▸ **Task item**
Establish the number of lines below that contain the string "DataBroker". State that number alone.

Stored data entries
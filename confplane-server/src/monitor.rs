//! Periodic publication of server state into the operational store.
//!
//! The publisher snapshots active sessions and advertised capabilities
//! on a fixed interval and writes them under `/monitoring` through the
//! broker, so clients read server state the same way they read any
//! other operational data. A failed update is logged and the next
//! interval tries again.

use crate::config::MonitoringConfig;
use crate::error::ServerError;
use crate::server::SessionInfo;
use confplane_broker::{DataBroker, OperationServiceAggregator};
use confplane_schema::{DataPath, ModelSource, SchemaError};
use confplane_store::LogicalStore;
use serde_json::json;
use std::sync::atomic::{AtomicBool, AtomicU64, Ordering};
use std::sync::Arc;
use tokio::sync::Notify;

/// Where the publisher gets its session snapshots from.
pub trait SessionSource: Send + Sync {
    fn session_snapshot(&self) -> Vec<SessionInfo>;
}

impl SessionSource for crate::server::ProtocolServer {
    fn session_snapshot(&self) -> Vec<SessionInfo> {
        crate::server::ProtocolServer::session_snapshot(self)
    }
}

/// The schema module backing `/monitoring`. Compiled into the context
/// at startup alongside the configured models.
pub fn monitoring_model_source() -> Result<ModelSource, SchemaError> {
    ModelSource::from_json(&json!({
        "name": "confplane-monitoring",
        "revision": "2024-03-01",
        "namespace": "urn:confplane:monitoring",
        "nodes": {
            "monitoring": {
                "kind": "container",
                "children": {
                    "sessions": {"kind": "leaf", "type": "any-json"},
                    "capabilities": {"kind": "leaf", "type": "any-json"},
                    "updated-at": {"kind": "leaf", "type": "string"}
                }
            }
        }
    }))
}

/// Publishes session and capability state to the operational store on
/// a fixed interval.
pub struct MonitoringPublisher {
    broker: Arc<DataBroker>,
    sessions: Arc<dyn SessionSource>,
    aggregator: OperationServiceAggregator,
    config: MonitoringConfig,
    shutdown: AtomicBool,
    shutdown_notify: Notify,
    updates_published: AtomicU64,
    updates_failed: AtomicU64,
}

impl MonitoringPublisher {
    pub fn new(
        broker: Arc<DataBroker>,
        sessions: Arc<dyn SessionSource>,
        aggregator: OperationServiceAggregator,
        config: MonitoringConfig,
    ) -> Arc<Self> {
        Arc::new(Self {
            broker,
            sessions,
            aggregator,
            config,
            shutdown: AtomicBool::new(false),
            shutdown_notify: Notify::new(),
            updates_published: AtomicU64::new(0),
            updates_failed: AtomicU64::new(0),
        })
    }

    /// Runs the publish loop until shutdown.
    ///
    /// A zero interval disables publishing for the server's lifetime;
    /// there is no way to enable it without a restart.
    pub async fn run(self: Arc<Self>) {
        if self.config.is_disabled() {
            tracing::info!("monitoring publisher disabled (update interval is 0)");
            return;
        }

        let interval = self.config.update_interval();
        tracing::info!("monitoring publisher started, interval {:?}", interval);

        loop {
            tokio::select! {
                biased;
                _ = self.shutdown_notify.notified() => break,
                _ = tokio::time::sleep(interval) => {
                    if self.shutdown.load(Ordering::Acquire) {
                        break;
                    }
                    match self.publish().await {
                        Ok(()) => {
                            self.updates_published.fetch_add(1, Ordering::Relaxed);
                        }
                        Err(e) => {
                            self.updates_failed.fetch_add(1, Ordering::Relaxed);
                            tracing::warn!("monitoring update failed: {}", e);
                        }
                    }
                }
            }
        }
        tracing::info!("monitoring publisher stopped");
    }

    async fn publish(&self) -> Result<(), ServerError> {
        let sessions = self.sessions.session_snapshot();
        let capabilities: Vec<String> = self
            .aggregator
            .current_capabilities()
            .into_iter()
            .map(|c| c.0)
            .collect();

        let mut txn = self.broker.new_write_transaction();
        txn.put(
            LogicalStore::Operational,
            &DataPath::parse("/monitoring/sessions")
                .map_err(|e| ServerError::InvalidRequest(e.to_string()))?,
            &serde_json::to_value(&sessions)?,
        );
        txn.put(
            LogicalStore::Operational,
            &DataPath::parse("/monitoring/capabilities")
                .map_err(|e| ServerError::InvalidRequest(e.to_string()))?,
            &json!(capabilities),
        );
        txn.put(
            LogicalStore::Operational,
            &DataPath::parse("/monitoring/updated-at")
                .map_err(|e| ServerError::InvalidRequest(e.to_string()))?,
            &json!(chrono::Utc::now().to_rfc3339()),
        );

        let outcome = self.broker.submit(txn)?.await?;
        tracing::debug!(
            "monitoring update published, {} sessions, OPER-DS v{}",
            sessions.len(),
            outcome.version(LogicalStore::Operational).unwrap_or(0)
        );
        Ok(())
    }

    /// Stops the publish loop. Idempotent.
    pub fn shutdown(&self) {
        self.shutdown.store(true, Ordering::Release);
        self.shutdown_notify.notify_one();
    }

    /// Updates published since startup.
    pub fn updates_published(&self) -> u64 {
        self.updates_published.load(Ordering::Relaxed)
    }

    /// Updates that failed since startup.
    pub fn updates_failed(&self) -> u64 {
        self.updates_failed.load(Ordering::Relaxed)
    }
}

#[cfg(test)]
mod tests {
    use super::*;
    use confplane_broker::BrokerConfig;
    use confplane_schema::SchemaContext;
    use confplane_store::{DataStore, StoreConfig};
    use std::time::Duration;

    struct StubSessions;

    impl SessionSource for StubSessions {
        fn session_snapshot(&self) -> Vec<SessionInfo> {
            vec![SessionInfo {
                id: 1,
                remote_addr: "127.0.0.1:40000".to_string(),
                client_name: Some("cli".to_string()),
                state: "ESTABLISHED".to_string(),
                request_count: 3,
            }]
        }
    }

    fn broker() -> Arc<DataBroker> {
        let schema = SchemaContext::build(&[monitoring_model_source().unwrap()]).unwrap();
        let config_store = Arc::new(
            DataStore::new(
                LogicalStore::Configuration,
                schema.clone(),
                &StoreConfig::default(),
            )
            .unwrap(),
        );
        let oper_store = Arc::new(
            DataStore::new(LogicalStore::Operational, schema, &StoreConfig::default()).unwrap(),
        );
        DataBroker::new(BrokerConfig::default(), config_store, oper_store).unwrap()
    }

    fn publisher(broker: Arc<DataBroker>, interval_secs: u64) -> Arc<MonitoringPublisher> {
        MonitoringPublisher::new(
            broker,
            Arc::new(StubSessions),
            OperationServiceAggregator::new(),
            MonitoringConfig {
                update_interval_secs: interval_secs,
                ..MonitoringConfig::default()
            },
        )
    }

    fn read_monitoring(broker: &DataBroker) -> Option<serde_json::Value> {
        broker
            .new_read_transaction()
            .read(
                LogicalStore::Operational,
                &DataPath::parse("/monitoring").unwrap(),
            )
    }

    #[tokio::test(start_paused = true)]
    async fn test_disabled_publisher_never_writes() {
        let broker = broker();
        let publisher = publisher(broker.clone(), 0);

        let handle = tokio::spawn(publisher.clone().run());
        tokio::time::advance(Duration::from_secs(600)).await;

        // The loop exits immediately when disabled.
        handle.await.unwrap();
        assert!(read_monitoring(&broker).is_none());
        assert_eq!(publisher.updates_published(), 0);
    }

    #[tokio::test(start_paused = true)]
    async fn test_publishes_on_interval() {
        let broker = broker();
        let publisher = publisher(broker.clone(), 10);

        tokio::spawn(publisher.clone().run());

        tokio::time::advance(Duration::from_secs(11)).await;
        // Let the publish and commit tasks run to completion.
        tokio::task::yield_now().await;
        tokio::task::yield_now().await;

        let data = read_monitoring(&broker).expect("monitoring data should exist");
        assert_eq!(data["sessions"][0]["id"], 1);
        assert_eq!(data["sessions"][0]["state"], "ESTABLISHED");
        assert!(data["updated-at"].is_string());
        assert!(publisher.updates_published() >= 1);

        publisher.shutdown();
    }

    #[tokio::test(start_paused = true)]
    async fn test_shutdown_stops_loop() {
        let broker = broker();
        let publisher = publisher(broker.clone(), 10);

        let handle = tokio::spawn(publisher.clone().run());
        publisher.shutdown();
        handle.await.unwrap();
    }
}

▸ **Written reply**
7